According to Forbes, online retailers who retain 10% of their existing customers will double their revenue. Because customer retention accounts for a huge portion of your revenue, understanding the “customer lifecycle” for eCommerce is important. There are things that can be done at each stage of the purchasing process to delight and retain customers. This is true regardless of the product or service you are providing. Across all industries, customer behavior is similar.

Here is the customer lifecycle as it applies to eCommerce:

1. A visitor lands on your website. You need to make sure that your website is ranking well in search engines and is well put together. An active social media profile will help funnel potential customers to your website. When this happens, the visitor only has 3 choices:

  • The customer decides to move on without making a purchase or placing an order.
  • The customer makes a purchase or places an order.
  • The customer has a question or an issue and moves on to section 2.

2. The customer contacts the company for more information. If the customer does not have an easy way to do so, they are very likely to go elsewhere. They can easily engage with you via a live web chat, a text message or phone call. Make sure that the number is prominent on the website.

Companies that take questions only through email or a contact form are at an inherent disadvantage as customers want their questions answered right away. Being able to call a representative gives customers the immediate feeling that they can control the situation and get things done without massive delays. As some customers prefer not to talk on the phone, you should also make live chat available.

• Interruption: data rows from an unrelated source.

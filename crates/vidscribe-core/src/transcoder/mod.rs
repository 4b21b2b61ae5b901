//! Transcoder adapter: video in, compressed audio out.
//!
//! ```text
//! TranscoderCell   - loads the engine at most once, hands out Arc<Transcoder>
//!   └── Transcoder - convert(), progress channel
//!         └── MediaEngine (trait)
//!               └── FfmpegEngine - ffmpeg program in a private scratch dir
//! ```
//!
//! The process-wide cell lives behind [`shared`] / [`acquire`].

mod ffmpeg;

use anyhow::Result;
use async_trait::async_trait;
use once_cell::sync::OnceCell as SyncOnceCell;
use std::sync::atomic::{AtomicU64, Ordering};
use std::sync::{Arc, OnceLock};
use tokio::sync::{Mutex, watch};

use crate::error::PipelineError;
use crate::media::AudioArtifact;

pub use ffmpeg::FfmpegEngine;

/// Name the input is written under inside the engine's filesystem
pub const INPUT_FILE: &str = "input.mp4";

/// Name the engine writes its output to
pub const OUTPUT_FILE: &str = "output.mp3";

/// Fixed engine arguments: drop video, keep the audio stream, 20 kbit/s MP3.
pub const CONVERT_ARGS: &[&str] = &[
    "-i",
    INPUT_FILE,
    "-map",
    "0:a",
    "-b:a",
    "20k",
    "-acodec",
    "libmp3lame",
    OUTPUT_FILE,
];

/// Where the engine is loaded from.
#[derive(Debug, Clone, PartialEq, Eq)]
pub struct EngineResources {
    /// Path or name of the engine program
    pub program: String,
}

impl EngineResources {
    pub fn new(program: impl Into<String>) -> Self {
        Self {
            program: program.into(),
        }
    }
}

impl Default for EngineResources {
    fn default() -> Self {
        Self::new("ffmpeg")
    }
}

/// A media-processing engine with its own isolated filesystem.
#[async_trait]
pub trait MediaEngine: Send + Sync {
    /// One-time, potentially expensive initialization.
    async fn load(&self) -> Result<()>;

    /// Place `bytes` in the engine's filesystem under `name`.
    async fn write_input(&self, name: &str, bytes: &[u8]) -> Result<()>;

    /// Invoke the engine, publishing progress in `0.0..=1.0` on `progress`.
    ///
    /// Errors carry the engine's diagnostic output.
    async fn run(&self, args: &[&str], progress: &watch::Sender<f32>) -> Result<()>;

    /// Read `name` back from the engine's filesystem.
    async fn read_output(&self, name: &str) -> Result<Vec<u8>>;

    /// Delete `name` from the engine's filesystem. A missing file is not an error.
    async fn remove(&self, name: &str) -> Result<()>;

    /// Tear down the engine's filesystem. Nothing can be converted afterwards.
    fn release(&self);
}

/// Builds a not-yet-loaded engine.
pub type EngineFactory = Arc<dyn Fn() -> Box<dyn MediaEngine> + Send + Sync>;

/// A loaded engine, shared by every caller of [`TranscoderCell::acquire`].
pub struct Transcoder {
    engine: Box<dyn MediaEngine>,
    progress: Arc<watch::Sender<f32>>,
    // Input and output names are fixed, so conversions must not interleave.
    run_lock: Mutex<()>,
}

impl Transcoder {
    fn new(engine: Box<dyn MediaEngine>, progress: Arc<watch::Sender<f32>>) -> Self {
        Self {
            engine,
            progress,
            run_lock: Mutex::new(()),
        }
    }

    /// Observe conversion progress. Advisory only.
    pub fn subscribe_progress(&self) -> watch::Receiver<f32> {
        self.progress.subscribe()
    }

    /// Convert a video to the fixed-name MP3 artifact.
    ///
    /// The input copy and any output are removed from the engine's filesystem
    /// before this returns, whether the conversion worked or not.
    pub async fn convert(&self, input: &[u8]) -> Result<AudioArtifact, PipelineError> {
        let _guard = self.run_lock.lock().await;
        self.progress.send_replace(0.0);

        crate::verbose!("Convert started ({:.1} MB)", input.len() as f64 / 1_000_000.0);

        let result = self.convert_locked(input).await;
        for name in [INPUT_FILE, OUTPUT_FILE] {
            if let Err(e) = self.engine.remove(name).await {
                crate::verbose!("Failed to remove {}: {:#}", name, e);
            }
        }
        let data = result.map_err(conversion_failed)?;

        self.progress.send_replace(1.0);
        crate::verbose!("Convert finished ({:.1} KB)", data.len() as f64 / 1024.0);

        Ok(AudioArtifact::new(data))
    }

    async fn convert_locked(&self, input: &[u8]) -> Result<Vec<u8>> {
        self.engine.write_input(INPUT_FILE, input).await?;
        self.engine.run(CONVERT_ARGS, &self.progress).await?;
        self.engine.read_output(OUTPUT_FILE).await
    }

    fn release(&self) {
        self.engine.release();
    }
}

fn conversion_failed(e: anyhow::Error) -> PipelineError {
    PipelineError::ConversionFailed {
        diagnostics: format!("{e:#}"),
    }
}

/// Memoizes engine initialization: the first `acquire()` loads, concurrent
/// callers wait for that same load and share its outcome, later callers get
/// the cached handle.
///
/// A failed load is handed to every caller that was waiting on it but is not
/// cached; the next `acquire()` after it tries again.
pub struct TranscoderCell {
    factory: EngineFactory,
    progress: Arc<watch::Sender<f32>>,
    handle: OnceLock<Arc<Transcoder>>,
    // Held for the whole load attempt. Keeps the error of the last failed one.
    load: Mutex<Option<PipelineError>>,
    failed_loads: AtomicU64,
}

impl TranscoderCell {
    pub fn new(factory: EngineFactory) -> Self {
        Self {
            factory,
            progress: Arc::new(watch::Sender::new(0.0)),
            handle: OnceLock::new(),
            load: Mutex::new(None),
            failed_loads: AtomicU64::new(0),
        }
    }

    /// Cell backed by the ffmpeg program described by `resources`.
    pub fn ffmpeg(resources: EngineResources) -> Self {
        Self::new(Arc::new(move || {
            Box::new(FfmpegEngine::new(resources.clone())) as Box<dyn MediaEngine>
        }))
    }

    pub async fn acquire(&self) -> Result<Arc<Transcoder>, PipelineError> {
        if let Some(transcoder) = self.get() {
            return Ok(transcoder);
        }

        let seen = self.failed_loads.load(Ordering::Acquire);
        let mut last_failure = self.load.lock().await;

        if let Some(transcoder) = self.get() {
            return Ok(transcoder);
        }
        // The attempt this caller queued behind has failed.
        if self.failed_loads.load(Ordering::Acquire) != seen {
            if let Some(e) = last_failure.as_ref() {
                return Err(e.clone());
            }
        }

        crate::verbose!("Loading media engine");
        let engine = (self.factory)();
        match engine.load().await {
            Ok(()) => {
                crate::verbose!("Media engine loaded");
                let transcoder = Arc::new(Transcoder::new(engine, self.progress.clone()));
                // Only ever set while `load` is held, so this cannot race.
                let _ = self.handle.set(transcoder.clone());
                *last_failure = None;
                Ok(transcoder)
            }
            Err(e) => {
                let err = PipelineError::TranscoderUnavailable(format!("{e:#}"));
                *last_failure = Some(err.clone());
                self.failed_loads.fetch_add(1, Ordering::AcqRel);
                Err(err)
            }
        }
    }

    /// The loaded handle, without triggering a load.
    pub fn get(&self) -> Option<Arc<Transcoder>> {
        self.handle.get().cloned()
    }

    /// Observe conversion progress of whichever engine this cell loads.
    pub fn subscribe_progress(&self) -> watch::Receiver<f32> {
        self.progress.subscribe()
    }

    /// Whether a loaded handle is cached.
    pub fn is_loaded(&self) -> bool {
        self.handle.get().is_some()
    }

    /// Tear down the loaded engine's filesystem, if any.
    ///
    /// The process-wide cell is never dropped, so callers about to exit use
    /// this to clean up. Conversions fail after it.
    pub fn release(&self) {
        if let Some(transcoder) = self.handle.get() {
            crate::verbose!("Releasing media engine");
            transcoder.release();
        }
    }
}

static SHARED: SyncOnceCell<Arc<TranscoderCell>> = SyncOnceCell::new();

/// The process-wide transcoder cell.
///
/// `resources` is only consulted on the first call; the engine location is
/// fixed for the lifetime of the process after that.
pub fn shared(resources: EngineResources) -> Arc<TranscoderCell> {
    SHARED
        .get_or_init(|| Arc::new(TranscoderCell::ffmpeg(resources)))
        .clone()
}

/// Acquire the process-wide transcoder, loading it on first use.
pub async fn acquire(resources: EngineResources) -> Result<Arc<Transcoder>, PipelineError> {
    shared(resources).acquire().await
}

#[cfg(test)]
pub(crate) mod testing {
    //! In-memory engine used by the transcoder and pipeline tests.

    use super::*;
    use std::collections::HashMap;
    use std::sync::Mutex as StdMutex;
    use std::sync::atomic::{AtomicBool, AtomicUsize};
    use std::time::Duration;

    #[derive(Default)]
    pub struct FakeEngineState {
        pub loads: AtomicUsize,
        pub runs: StdMutex<Vec<Vec<String>>>,
        /// The engine filesystem, shared so tests can see what is left behind.
        pub files: StdMutex<HashMap<String, Vec<u8>>>,
        pub released: AtomicBool,
    }

    /// Writes the input bytes reversed to `output.mp3`.
    pub struct FakeEngine {
        pub state: Arc<FakeEngineState>,
        pub fail_load: bool,
        pub fail_run: bool,
        pub load_delay: Duration,
        pub run_delay: Duration,
    }

    impl FakeEngine {
        pub fn new(state: Arc<FakeEngineState>) -> Self {
            Self {
                state,
                fail_load: false,
                fail_run: false,
                load_delay: Duration::ZERO,
                run_delay: Duration::ZERO,
            }
        }
    }

    #[async_trait]
    impl MediaEngine for FakeEngine {
        async fn load(&self) -> Result<()> {
            self.state.loads.fetch_add(1, Ordering::SeqCst);
            tokio::time::sleep(self.load_delay).await;
            if self.fail_load {
                anyhow::bail!("failed to fetch engine core");
            }
            Ok(())
        }

        async fn write_input(&self, name: &str, bytes: &[u8]) -> Result<()> {
            self.state
                .files
                .lock()
                .unwrap()
                .insert(name.to_string(), bytes.to_vec());
            Ok(())
        }

        async fn run(&self, args: &[&str], progress: &watch::Sender<f32>) -> Result<()> {
            self.state
                .runs
                .lock()
                .unwrap()
                .push(args.iter().map(|a| a.to_string()).collect());
            progress.send_replace(0.5);
            tokio::time::sleep(self.run_delay).await;
            let mut files = self.state.files.lock().unwrap();
            if self.fail_run {
                // A crashed run can leave a partial output behind.
                files.insert(OUTPUT_FILE.to_string(), b"partial".to_vec());
                anyhow::bail!("input.mp4: Invalid data found when processing input");
            }
            let mut output = files
                .get(INPUT_FILE)
                .cloned()
                .ok_or_else(|| anyhow::anyhow!("{INPUT_FILE}: No such file or directory"))?;
            output.reverse();
            files.insert(OUTPUT_FILE.to_string(), output);
            Ok(())
        }

        async fn read_output(&self, name: &str) -> Result<Vec<u8>> {
            self.state
                .files
                .lock()
                .unwrap()
                .get(name)
                .cloned()
                .ok_or_else(|| anyhow::anyhow!("{name}: No such file or directory"))
        }

        async fn remove(&self, name: &str) -> Result<()> {
            self.state.files.lock().unwrap().remove(name);
            Ok(())
        }

        fn release(&self) {
            self.state.files.lock().unwrap().clear();
            self.state.released.store(true, Ordering::SeqCst);
        }
    }

    /// A cell whose engines are built by `configure` and share `state`.
    pub fn fake_cell(
        state: Arc<FakeEngineState>,
        configure: impl Fn(&mut FakeEngine) + Send + Sync + 'static,
    ) -> TranscoderCell {
        TranscoderCell::new(Arc::new(move || {
            let mut engine = FakeEngine::new(state.clone());
            configure(&mut engine);
            Box::new(engine) as Box<dyn MediaEngine>
        }))
    }
}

3. The agent provides the required information and helps with the order. If your call center agent is unavailable or does not have the knowledge needed to answer questions, then the customer is likely to hang up and not come back. Taking orders over-the-phone can also help if you have customers who are a little less trusting in the online ordering process. At this point, the agent may be answering questions, recommending accessories. If selling large appliances, internet connections, etc, they may also have to schedule appointments. (You should also always make sure there is an online method for scheduling appointments as some people are not comfortable talking on the phone). Ideally, the call will end with a sale having been made, even if it may not be the precise item the customer was initially looking at.

4. The customer calls back to track their order. Although it is a good idea to provide the tracking link on the package (some e-commerce packages do this automatically), there will always be customers who call to ask where their package is. This is particularly true if shipping tends to take an extended period of time, such as if your customer is on the east coast and your warehouse on the west. A good call center agent will ease a customer’s worries by giving them accurate estimates as to when their package is going to arrive. As customers tend to call to track orders later in the day, outsourcing becomes valuable as you can provide services outside of “office hours” without having to potentially pay an employee extra. Make sure that your call center offers 24/7 service.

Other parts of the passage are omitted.